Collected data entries

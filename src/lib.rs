//! # pixelgrid
//!
//! Conversion of continuous shapes into the integer grid cells that
//! approximate them: lines, cubic Bézier curves, axis-aligned rectangles,
//! ellipses and circles.
//!
//! The crate only computes cell lists. Drawing them (framebuffers, terminals,
//! colors) is left to the caller.
//!
//! ## Quick Start
//!
//! ```rust
//! use pixelgrid::prelude::*;
//!
//! let diagonal = line(Position::new(0, 0), Position::new(3, 2));
//! assert_eq!(diagonal.len(), 4);
//!
//! let outline = rectangle(Size::new(10, 10), Position::new(2, 2))?;
//! assert_eq!(outline.len(), 40);
//!
//! let shapes: Vec<Box<dyn Rasterize>> = vec![
//!     Box::new(Circle::new(Position::new(20, 20), 5)),
//!     Box::new(Segment::new(Position::new(0, 0), Position::new(9, 9))),
//! ];
//! for shape in &shapes {
//!     let _cells = shape.rasterize()?;
//! }
//! # Ok::<(), pixelgrid::Error>(())
//! ```
//!
//! ## Feature Flags
//!
//! - `serde`: `Serialize`/`Deserialize` for [`geometry::Position`] and [`geometry::Size`]

#![cfg_attr(docsrs, feature(doc_cfg))]
#![warn(missing_docs)]
#![warn(clippy::unwrap_used)]
#![cfg_attr(test, allow(clippy::unwrap_used))]
#![allow(clippy::cast_possible_truncation)]
#![allow(clippy::cast_sign_loss)]
#![allow(clippy::cast_precision_loss)]
#![allow(clippy::many_single_char_names)]
#![allow(clippy::module_name_repetitions)]
#![allow(clippy::similar_names)]

// ============================================================================
// Core Modules
// ============================================================================

/// Grid positions, sizes and shape descriptions.
pub mod geometry;

/// Rasterization algorithms.
pub mod render;

// ============================================================================
// Error Types
// ============================================================================

/// Error types for pixelgrid operations.
pub mod error;

pub use error::{Error, Result};

// ============================================================================
// Prelude
// ============================================================================

/// Commonly used types and functions for convenient imports.
///
/// ```rust
/// use pixelgrid::prelude::*;
/// ```
pub mod prelude {
    pub use crate::error::{Error, Result};
    pub use crate::geometry::{Circle, CubicBezier, Ellipse, Position, Rect, Segment, Size};
    pub use crate::render::{bezier, circle, ellipse, line, rectangle, rectangle2, Rasterize};
}
//! Midpoint ellipse and circle rasterization.
//!
//! The outline is traced in one quadrant and mirrored into the other three.
//! Region 1 walks from the top of the ellipse while the tangent slope is
//! shallow (x advances every step); region 2 walks from the right-hand
//! extreme while the slope is steep (y advances every step).

use crate::error::{Error, Result};
use crate::geometry::{Circle, Ellipse, Position, Size};

use super::Rasterize;

/// Rasterize the outline of an axis-aligned ellipse.
///
/// `size.width` and `size.height` are the semi-axis lengths, so every emitted
/// cell lies within `center.x ± width` and `center.y ± height`.
///
/// Each iteration emits the four reflections `(cx+x, cy+y)`, `(cx-x, cy+y)`,
/// `(cx+x, cy-y)`, `(cx-x, cy-y)` of the current quadrant point. All region 1
/// emissions (top of the ellipse, y decreasing) come first, followed by
/// region 2 (right extreme, y increasing). Coincident reflections on the axes
/// and the cells where the regions meet are not deduplicated.
///
/// A single zero semi-axis runs through the same region loops and yields the
/// two axis extremes, each reflected four ways. A zero size yields the center
/// four times.
///
/// # Errors
///
/// Returns [`Error::CoordinateOverflow`] if the bounding box of the ellipse
/// leaves the `i32` grid.
pub fn ellipse(size: Size, center: Position) -> Result<Vec<Position>> {
    check_extent(size, center)?;

    let w = i64::from(size.width);
    let h = i64::from(size.height);
    let mut points = Vec::with_capacity(4 * (w + h + 2) as usize);

    let mut plot4 = |x: i64, y: i64| {
        let (cx, cy) = (i64::from(center.x), i64::from(center.y));
        let reflections = [
            (cx + x, cy + y),
            (cx - x, cy + y),
            (cx + x, cy - y),
            (cx - x, cy - y),
        ];
        for (px, py) in reflections {
            points.push(Position::new(px as i32, py as i32));
        }
    };

    // With both squared axes zero the region conditions reduce to `0 <= 0`.
    if size.is_zero() {
        plot4(0, 0);
    } else {
        let a2 = i128::from(w) * i128::from(w);
        let b2 = i128::from(h) * i128::from(h);
        let fa2 = 4 * a2;
        let fb2 = 4 * b2;

        // Region 1
        let (mut x, mut y) = (0i64, h);
        let mut sigma = 2 * b2 + a2 * (1 - 2 * i128::from(h));
        while b2 * i128::from(x) <= a2 * i128::from(y) {
            plot4(x, y);
            if sigma >= 0 {
                sigma += fa2 * (1 - i128::from(y));
                y -= 1;
            }
            sigma += b2 * (4 * i128::from(x) + 6);
            x += 1;
        }

        // Region 2
        let (mut x, mut y) = (w, 0i64);
        let mut sigma = 2 * a2 + b2 * (1 - 2 * i128::from(w));
        while a2 * i128::from(y) <= b2 * i128::from(x) {
            plot4(x, y);
            if sigma >= 0 {
                sigma += fb2 * (1 - i128::from(x));
                x -= 1;
            }
            sigma += a2 * (4 * i128::from(y) + 6);
            y += 1;
        }
    }

    log::trace!("ellipse {} at {}: {} cells", size, center, points.len());
    Ok(points)
}

/// Rasterize a circle outline; `diameter` is forwarded as both extents of
/// [`ellipse`], so the result is identical to `ellipse(Size::square(diameter), center)`.
///
/// # Errors
///
/// Returns [`Error::CoordinateOverflow`] under the same conditions as [`ellipse`].
pub fn circle(diameter: u32, center: Position) -> Result<Vec<Position>> {
    ellipse(Size::square(diameter), center)
}

fn check_extent(size: Size, center: Position) -> Result<()> {
    let fits = center.checked_offset(size).is_some()
        && center.x.checked_sub_unsigned(size.width).is_some()
        && center.y.checked_sub_unsigned(size.height).is_some();
    if fits {
        Ok(())
    } else {
        log::debug!("ellipse {} at {} leaves the coordinate range", size, center);
        Err(Error::CoordinateOverflow {
            origin: center,
            extent: size,
        })
    }
}

impl Rasterize for Ellipse {
    fn rasterize(&self) -> Result<Vec<Position>> {
        ellipse(self.size, self.center)
    }
}

impl Rasterize for Circle {
    fn rasterize(&self) -> Result<Vec<Position>> {
        circle(self.diameter, self.center)
    }
}

#[cfg(test)]
mod tests {
    use super::*;

    fn pts(coords: &[(i32, i32)]) -> Vec<Position> {
        coords.iter().copied().map(Position::from).collect()
    }

    #[test]
    fn test_circle_unit_extent() {
        let cells = circle(1, Position::new(0, 0)).expect("small circle should rasterize");
        assert_eq!(
            cells,
            pts(&[
                (0, 1),
                (0, 1),
                (0, -1),
                (0, -1),
                (1, 0),
                (-1, 0),
                (1, 0),
                (-1, 0),
            ])
        );
    }

    #[test]
    fn test_wide_ellipse_sequence() {
        let cells = ellipse(Size::new(3, 2), Position::ORIGIN).expect("ellipse should rasterize");
        assert_eq!(
            cells,
            pts(&[
                (0, 2),
                (0, 2),
                (0, -2),
                (0, -2),
                (1, 2),
                (-1, 2),
                (1, -2),
                (-1, -2),
                (2, 1),
                (-2, 1),
                (2, -1),
                (-2, -1),
                (3, 0),
                (-3, 0),
                (3, 0),
                (-3, 0),
                (3, 1),
                (-3, 1),
                (3, -1),
                (-3, -1),
            ])
        );
    }

    #[test]
    fn test_tall_ellipse_sequence() {
        let cells =
            ellipse(Size::new(2, 3), Position::new(10, -5)).expect("ellipse should rasterize");
        let expected: Vec<Position> = [
            (0, 3),
            (0, 3),
            (0, -3),
            (0, -3),
            (1, 3),
            (-1, 3),
            (1, -3),
            (-1, -3),
            (2, 0),
            (-2, 0),
            (2, 0),
            (-2, 0),
            (2, 1),
            (-2, 1),
            (2, -1),
            (-2, -1),
            (1, 2),
            (-1, 2),
            (1, -2),
            (-1, -2),
        ]
        .into_iter()
        .map(|(x, y)| Position::new(10 + x, -5 + y))
        .collect();
        assert_eq!(cells, expected);
    }

    #[test]
    fn test_zero_size_is_center() {
        let c = Position::new(5, -3);
        let cells = ellipse(Size::new(0, 0), c).expect("zero ellipse should rasterize");
        assert_eq!(cells, vec![c; 4]);
    }

    #[test]
    fn test_zero_width_yields_axis_extremes() {
        let cells =
            ellipse(Size::new(0, 5), Position::ORIGIN).expect("flat ellipse should rasterize");
        assert_eq!(
            cells,
            pts(&[
                (0, 5),
                (0, 5),
                (0, -5),
                (0, -5),
                (0, 0),
                (0, 0),
                (0, 0),
                (0, 0),
            ])
        );
    }

    #[test]
    fn test_zero_height_yields_axis_extremes() {
        let cells =
            ellipse(Size::new(3, 0), Position::new(1, 1)).expect("flat ellipse should rasterize");
        assert_eq!(
            cells,
            pts(&[
                (1, 1),
                (1, 1),
                (1, 1),
                (1, 1),
                (4, 1),
                (-2, 1),
                (4, 1),
                (-2, 1),
            ])
        );
    }

    #[test]
    fn test_ellipse_extremes_present() {
        let c = Position::new(10, 20);
        let cells = ellipse(Size::new(8, 3), c).expect("ellipse should rasterize");
        for extreme in [(18, 20), (2, 20), (10, 23), (10, 17)] {
            assert!(
                cells.contains(&Position::from(extreme)),
                "missing extreme {:?}",
                extreme
            );
        }
        assert!(cells.iter().all(|p| (p.x - c.x).abs() <= 8 && (p.y - c.y).abs() <= 3));
    }

    #[test]
    fn test_region_one_comes_first() {
        let cells = ellipse(Size::new(6, 4), Position::ORIGIN).expect("ellipse should rasterize");
        assert_eq!(cells[0], Position::new(0, 4));
        let region_two_start = cells
            .iter()
            .position(|p| *p == Position::new(6, 0))
            .expect("right extreme should be emitted");
        assert!(cells[..region_two_start].iter().all(|p| p.y != 0));
    }

    #[test]
    fn test_circle_cells_near_radius() {
        let r = 10.0_f64;
        let cells = circle(10, Position::ORIGIN).expect("circle should rasterize");
        for p in &cells {
            let d = f64::from(p.x).hypot(f64::from(p.y));
            assert!((d - r).abs() < 1.0, "{} is {} from the center", p, d);
        }
    }

    #[test]
    fn test_circle_matches_ellipse() {
        let c = Position::new(-7, 3);
        assert_eq!(circle(9, c), ellipse(Size::new(9, 9), c));
    }

    #[test]
    fn test_overflow_rejected() {
        let err = ellipse(Size::new(2, 2), Position::new(i32::MAX - 1, 0));
        assert!(matches!(err, Err(Error::CoordinateOverflow { .. })));
        let err = circle(1, Position::new(0, i32::MIN));
        assert!(matches!(err, Err(Error::CoordinateOverflow { .. })));
    }

    #[test]
    fn test_shape_values_rasterize() {
        let c = Position::new(4, 4);
        assert_eq!(Circle::new(c, 3).rasterize(), circle(3, c));
        assert_eq!(
            Ellipse::new(c, Size::new(5, 2)).rasterize(),
            ellipse(Size::new(5, 2), c)
        );
    }
}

:: Exercise brief ::
Using the data above, reproduce exactly the lines between those holding "use super::Rasterize;" and "let (mut x, mut y) = (0i64, h);", inclusive, and no others.

:: Task result ::
use super::Rasterize;

/// Rasterize the outline of an axis-aligned ellipse.
///
/// `size.width` and `size.height` are the semi-axis lengths, so every emitted
/// cell lies within `center.x ± width` and `center.y ± height`.
///
/// Each iteration emits the four reflections `(cx+x, cy+y)`, `(cx-x, cy+y)`,
/// `(cx+x, cy-y)`, `(cx-x, cy-y)` of the current quadrant point. All region 1
/// emissions (top of the ellipse, y decreasing) come first, followed by
/// region 2 (right extreme, y increasing). Coincident reflections on the axes
/// and the cells where the regions meet are not deduplicated.
///
/// A single zero semi-axis runs through the same region loops and yields the
/// two axis extremes, each reflected four ways. A zero size yields the center
/// four times.
///
/// # Errors
///
/// Returns [`Error::CoordinateOverflow`] if the bounding box of the ellipse
/// leaves the `i32` grid.
pub fn ellipse(size: Size, center: Position) -> Result<Vec<Position>> {
    check_extent(size, center)?;

    let w = i64::from(size.width);
    let h = i64::from(size.height);
    let mut points = Vec::with_capacity(4 * (w + h + 2) as usize);

    let mut plot4 = |x: i64, y: i64| {
        let (cx, cy) = (i64::from(center.x), i64::from(center.y));
        let reflections = [
            (cx + x, cy + y),
            (cx - x, cy + y),
            (cx + x, cy - y),
            (cx - x, cy - y),
        ];
        for (px, py) in reflections {
            points.push(Position::new(px as i32, py as i32));
        }
    };

    // With both squared axes zero the region conditions reduce to `0 <= 0`.
    if size.is_zero() {
        plot4(0, 0);
    } else {
        let a2 = i128::from(w) * i128::from(w);
        let b2 = i128::from(h) * i128::from(h);
        let fa2 = 4 * a2;
        let fb2 = 4 * b2;

        // Region 1
        let (mut x, mut y) = (0i64, h);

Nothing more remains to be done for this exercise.